The Living Bubba
(page 2) Writer: Patterson HoodFeature, Published online on 27 Jun 2003 Page 2 of 4 < Previous Next >
I didn’t know either of Greg’s wives, and have still never met his son. I know he loved him, because folks who knew him better said so, and I certainly never saw any hint of a guy who would ever feel otherwise. But I was just a hired soundman with a beer and a joint. I was the guy you tell to turn up your monitor, someone who you might talk about a rock record with. Not someone you confide in or share your personal feelings with. Greg wasn’t that type anyway, and he just didn’t know me that well.
The next to last time he ever played the High Hat, he was feeling a little better and was “on” as shit. He played one of the most amazing rock shows I have ever seen in a small club (and Lord knows that’s where the best rock shows live). He and his band were all obviously having a great time. I was thrilled I’d thought to bring my boombox so I could at least get a good room tape of the show. Unfortunately, the boombox was very old and decided to crap out and eat my tape that night, so the show only lives in my memory (which is probably alright anyway).
Three weeks later he returned, but it was all different then. He looked 90 years old, and his weight had fallen to well below 100 pounds. Death was definitely closing in on him and he knew it. As we were smoking upstairs, he suddenly looked me square in the eyes and said, “You know, I’m dying, man.” “Yeah,” I said. There wasn’t really anything else to say, but I guess he just needed to verbally acknowledge it.
I did manage to get that night’s show on tape, and it’s one of my prize possessions. Technically, it wasn’t nearly the equal of the one that got away. The show was, however, even more miraculous, given his deteriorating condition. After the show, Greg went ahead and booked the band for another show the next month. He also asked me if I wanted to open for him at a show in Atlanta.
Later, after Greg’s death, another member of “The Redneck Underground,” Redneck Greece compiled a CD of Greg’s songs (Bubbapalooza Volume 2). Most were covered by other people, as Greg didn’t get to record nearly enough during his too short life. They did use one of my “boombox recordings” (Smalley’s gnarly “State of Co-Dependency”) from that evening.
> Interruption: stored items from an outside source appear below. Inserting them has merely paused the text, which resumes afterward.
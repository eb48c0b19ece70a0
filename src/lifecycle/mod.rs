//! Lifecycle coordinator: the guarded bot state machine.
//!
//! ```text
//! Stopped --start--> Starting --(handshake ok)--> Running --stop--> Stopping --> Stopped
//!                       |
//!                       +--(handshake failed or start dropped)--> Stopped
//! ```
//!
//! `stop` drains the poller before leaving `Running`.
//!
//! `start` and `stop` serialize on one async mutex held for the whole
//! transition. The state itself is an atomic so ingestion paths can read it
//! without waiting on a transition in flight. The session pointer sits behind
//! a read-write lock; submissions only take the read side long enough to clone
//! the `Arc`.

mod poller;

use std::sync::atomic::{AtomicU8, Ordering};
use std::sync::{Arc, RwLock};

use thiserror::Error;
use tokio::sync::Mutex;
use tracing::{debug, info, warn};

use crate::config::{Config, ConfigError, Credentials, Mode};
use crate::database::{Database, DatabaseError};
use crate::dispatch::{DispatchError, Dispatcher};
use crate::handlers::UpdateHandler;
use crate::session::Session;
use crate::transport::{BotIdentity, Connection, Delivery, Transport, TransportError};
use crate::update::Update;

use poller::PollerHandle;

/// Lifecycle errors.
#[derive(Debug, Error)]
pub enum LifecycleError {
    /// Required configuration is missing or invalid; start never proceeds.
    #[error("configuration error: {0}")]
    Config(#[from] ConfigError),
    /// The platform rejected the credentials.
    #[error("authentication failed: {0}")]
    Auth(String),
    /// Handshake, network or database failure during start.
    #[error("connection failed: {0}")]
    Connection(String),
    /// An update was submitted while the bot is not running.
    #[error("bot is not running")]
    NotRunning,
    /// The handler pipeline failed on a submitted update.
    #[error(transparent)]
    Dispatch(#[from] DispatchError),
}

impl From<TransportError> for LifecycleError {
    fn from(e: TransportError) -> Self {
        match e {
            TransportError::Auth(reason) => Self::Auth(reason),
            TransportError::Connection(reason) => Self::Connection(reason),
            TransportError::Closed => Self::Connection("connection closed".to_owned()),
        }
    }
}

impl From<DatabaseError> for LifecycleError {
    fn from(e: DatabaseError) -> Self {
        Self::Connection(format!("database unavailable: {e}"))
    }
}

/// Bot lifecycle state.
#[derive(Debug, Clone, Copy, PartialEq, Eq, Hash)]
#[repr(u8)]
pub enum LifecycleState {
    /// No session.
    Stopped = 0,
    /// Session being opened.
    Starting = 1,
    /// Accepting updates.
    Running = 2,
    /// Session being torn down.
    Stopping = 3,
}

impl LifecycleState {
    fn from_u8(value: u8) -> Self {
        match value {
            1 => Self::Starting,
            2 => Self::Running,
            3 => Self::Stopping,
            _ => Self::Stopped,
        }
    }

    /// Lowercase name for logs.
    pub fn as_str(self) -> &'static str {
        match self {
            Self::Stopped => "stopped",
            Self::Starting => "starting",
            Self::Running => "running",
            Self::Stopping => "stopping",
        }
    }
}

impl std::fmt::Display for LifecycleState {
    fn fmt(&self, f: &mut std::fmt::Formatter<'_>) -> std::fmt::Result {
        f.write_str(self.as_str())
    }
}

/// Transition-only state guarded by the transition mutex.
#[derive(Default)]
struct Transitions {
    poller: Option<PollerHandle>,
}

/// Process-scoped bot context shared by both ingestion entry points.
///
/// Construct once, wrap in an `Arc`, and hand clones to the HTTP server and
/// the process entry point.
pub struct Lifecycle {
    config: Config,
    mode: Mode,
    transport: Arc<dyn Transport>,
    dispatcher: Dispatcher,
    state: AtomicU8,
    session: RwLock<Option<Arc<Session>>>,
    transitions: Mutex<Transitions>,
}

impl Lifecycle {
    /// Build a stopped coordinator. The mode is taken from `config` and never
    /// changes afterwards.
    pub fn new(
        config: Config,
        transport: Arc<dyn Transport>,
        handler: Arc<dyn UpdateHandler>,
    ) -> Self {
        Self {
            mode: config.telegram.mode,
            config,
            transport,
            dispatcher: Dispatcher::new(handler),
            state: AtomicU8::new(LifecycleState::Stopped as u8),
            session: RwLock::new(None),
            transitions: Mutex::new(Transitions::default()),
        }
    }

    /// Active transport mode.
    pub fn mode(&self) -> Mode {
        self.mode
    }

    /// Current state.
    pub fn state(&self) -> LifecycleState {
        LifecycleState::from_u8(self.state.load(Ordering::Acquire))
    }

    /// Whether updates are accepted right now. Never blocks.
    pub fn is_running(&self) -> bool {
        self.state() == LifecycleState::Running
    }

    /// The live session, if any.
    pub fn session(&self) -> Option<Arc<Session>> {
        self.session
            .read()
            .unwrap_or_else(|e| e.into_inner())
            .clone()
    }

    /// Identity of the running bot.
    pub fn identity(&self) -> Option<BotIdentity> {
        self.session().map(|s| s.identity().clone())
    }

    fn set_state(&self, state: LifecycleState) {
        let previous = LifecycleState::from_u8(self.state.swap(state as u8, Ordering::AcqRel));
        debug!(from = %previous, to = %state, "lifecycle transition");
    }

    fn replace_session(&self, session: Option<Arc<Session>>) -> Option<Arc<Session>> {
        let mut slot = self.session.write().unwrap_or_else(|e| e.into_inner());
        std::mem::replace(&mut *slot, session)
    }

    /// Start the bot. No-op when already running.
    ///
    /// Opens the connection, fetches the identity, opens the database and
    /// points platform delivery at the configured mode. In polling mode the
    /// poller is spawned once the state is `Running`.
    ///
    /// Cancel-safe: dropping the future mid-start puts the state back to
    /// `Stopped` and releases whatever was already opened.
    ///
    /// # Errors
    ///
    /// [`LifecycleError::Config`] for missing credentials,
    /// [`LifecycleError::Auth`] for rejected credentials and
    /// [`LifecycleError::Connection`] for network or database failures. On
    /// any error the state is back to `Stopped` and nothing stays open.
    pub async fn start(self: &Arc<Self>) -> Result<(), LifecycleError> {
        let mut transitions = self.transitions.lock().await;

        match self.state() {
            LifecycleState::Running | LifecycleState::Starting => {
                debug!("start ignored, bot already running");
                return Ok(());
            }
            LifecycleState::Stopped | LifecycleState::Stopping => {}
        }

        self.config.validate()?;
        let credentials = self.config.credentials()?;

        // Leftovers of a stop that was cancelled half way.
        if let Some(poller) = transitions.poller.take() {
            poller.shutdown().await;
        }
        if let Some(stale) = self.replace_session(None) {
            stale.close().await;
        }

        self.set_state(LifecycleState::Starting);
        info!(mode = %self.mode, "starting bot");

        let mut staged = StartRollback::new(self);
        let session = match self.open_session(&mut staged, credentials).await {
            Ok(session) => Arc::new(session),
            Err(e) => {
                staged.rollback().await;
                warn!(error = %e, "bot failed to start");
                return Err(e);
            }
        };

        let identity = session.identity();
        info!(
            first_name = %identity.first_name,
            username = identity.username.as_deref().unwrap_or(""),
            "bot started as {}",
            identity.first_name
        );

        self.replace_session(Some(Arc::clone(&session)));
        self.set_state(LifecycleState::Running);
        staged.disarm();

        if self.mode == Mode::Polling {
            transitions.poller = Some(poller::spawn(
                Arc::clone(self),
                Arc::clone(session.connection()),
            ));
        }

        Ok(())
    }

    /// Stop the bot. No-op when already stopped, safe after a failed start.
    ///
    /// The poller is drained first, while the state is still `Running`, so
    /// an update it already pulled is dispatched rather than dropped. Only
    /// then does the state move to `Stopping` and the session close.
    pub async fn stop(&self) {
        let mut transitions = self.transitions.lock().await;

        if self.state() == LifecycleState::Stopped {
            debug!("stop ignored, bot already stopped");
            return;
        }

        if let Some(poller) = transitions.poller.take() {
            poller.shutdown().await;
        }

        self.set_state(LifecycleState::Stopping);

        if let Some(session) = self.replace_session(None) {
            session.close().await;
        }

        self.set_state(LifecycleState::Stopped);
        info!("bot stopped");
    }

    /// Dispatch one update from either ingestion path.
    ///
    /// # Errors
    ///
    /// [`LifecycleError::NotRunning`] unless the state is `Running`;
    /// [`LifecycleError::Dispatch`] when the handler fails.
    pub async fn submit(&self, update: Update) -> Result<(), LifecycleError> {
        if !self.is_running() {
            return Err(LifecycleError::NotRunning);
        }
        let session = self.session().ok_or(LifecycleError::NotRunning)?;
        self.dispatcher.dispatch(&session, update).await?;
        Ok(())
    }

    async fn open_session(
        &self,
        staged: &mut StartRollback<'_>,
        credentials: Credentials,
    ) -> Result<Session, LifecycleError> {
        let connection = self.transport.connect(&credentials).await?;
        staged.connection = Some(Arc::clone(&connection));

        let identity = connection.get_me().await?;

        let database = Database::open(&self.config.database.url).await?;
        staged.database = Some(database.clone());

        connection.configure(&self.delivery()).await?;

        Ok(Session::new(
            credentials,
            connection,
            identity,
            database,
            self.mode,
        ))
    }

    fn delivery(&self) -> Delivery {
        match self.mode {
            Mode::Polling => Delivery::Polling,
            Mode::Webhook => Delivery::Webhook {
                url: self.config.telegram.webhook_url.clone(),
                secret: self.config.telegram.webhook_secret.clone(),
            },
        }
    }
}

/// Undo for a start in progress.
///
/// Holds what the start has opened so far. Disarmed once the state is
/// `Running`; otherwise the start either failed ([`StartRollback::rollback`])
/// or its future was dropped, in which case `Drop` resets the state and
/// releases the resources on a background task.
struct StartRollback<'a> {
    lifecycle: &'a Lifecycle,
    connection: Option<Arc<dyn Connection>>,
    database: Option<Database>,
    armed: bool,
}

impl<'a> StartRollback<'a> {
    fn new(lifecycle: &'a Lifecycle) -> Self {
        Self {
            lifecycle,
            connection: None,
            database: None,
            armed: true,
        }
    }

    fn disarm(mut self) {
        self.armed = false;
        self.connection = None;
        self.database = None;
    }

    async fn rollback(mut self) {
        self.armed = false;
        release(self.connection.take(), self.database.take()).await;
        self.lifecycle.set_state(LifecycleState::Stopped);
    }
}

impl Drop for StartRollback<'_> {
    fn drop(&mut self) {
        if !self.armed {
            return;
        }
        self.lifecycle.set_state(LifecycleState::Stopped);
        warn!("bot start cancelled, rolled back to stopped");

        let connection = self.connection.take();
        let database = self.database.take();
        if connection.is_none() && database.is_none() {
            return;
        }
        match tokio::runtime::Handle::try_current() {
            Ok(handle) => {
                handle.spawn(release(connection, database));
            }
            Err(_) => warn!("no runtime to release a cancelled start"),
        }
    }
}

async fn release(connection: Option<Arc<dyn Connection>>, database: Option<Database>) {
    if let Some(database) = database {
        database.close().await;
    }
    if let Some(connection) = connection {
        connection.disconnect().await;
    }
}

impl std::fmt::Debug for Lifecycle {
    fn fmt(&self, f: &mut std::fmt::Formatter<'_>) -> std::fmt::Result {
        f.debug_struct("Lifecycle")
            .field("mode", &self.mode)
            .field("state", &self.state())
            .finish_non_exhaustive()
    }
}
I was still in the process of putting together my band, Drive-By Truckers (our first show was still three months away), and I was picking up gigs whenever and wherever I could with a band called The Possibilities. They had been together for years by that time, and would sometimes, as a side project, back me up on my own songs under the name The Lot Lizards. (Lot Lizard is trucker slang for a prostitute who sometimes frequents truck stops and rest areas, providing her service for lonely truckers).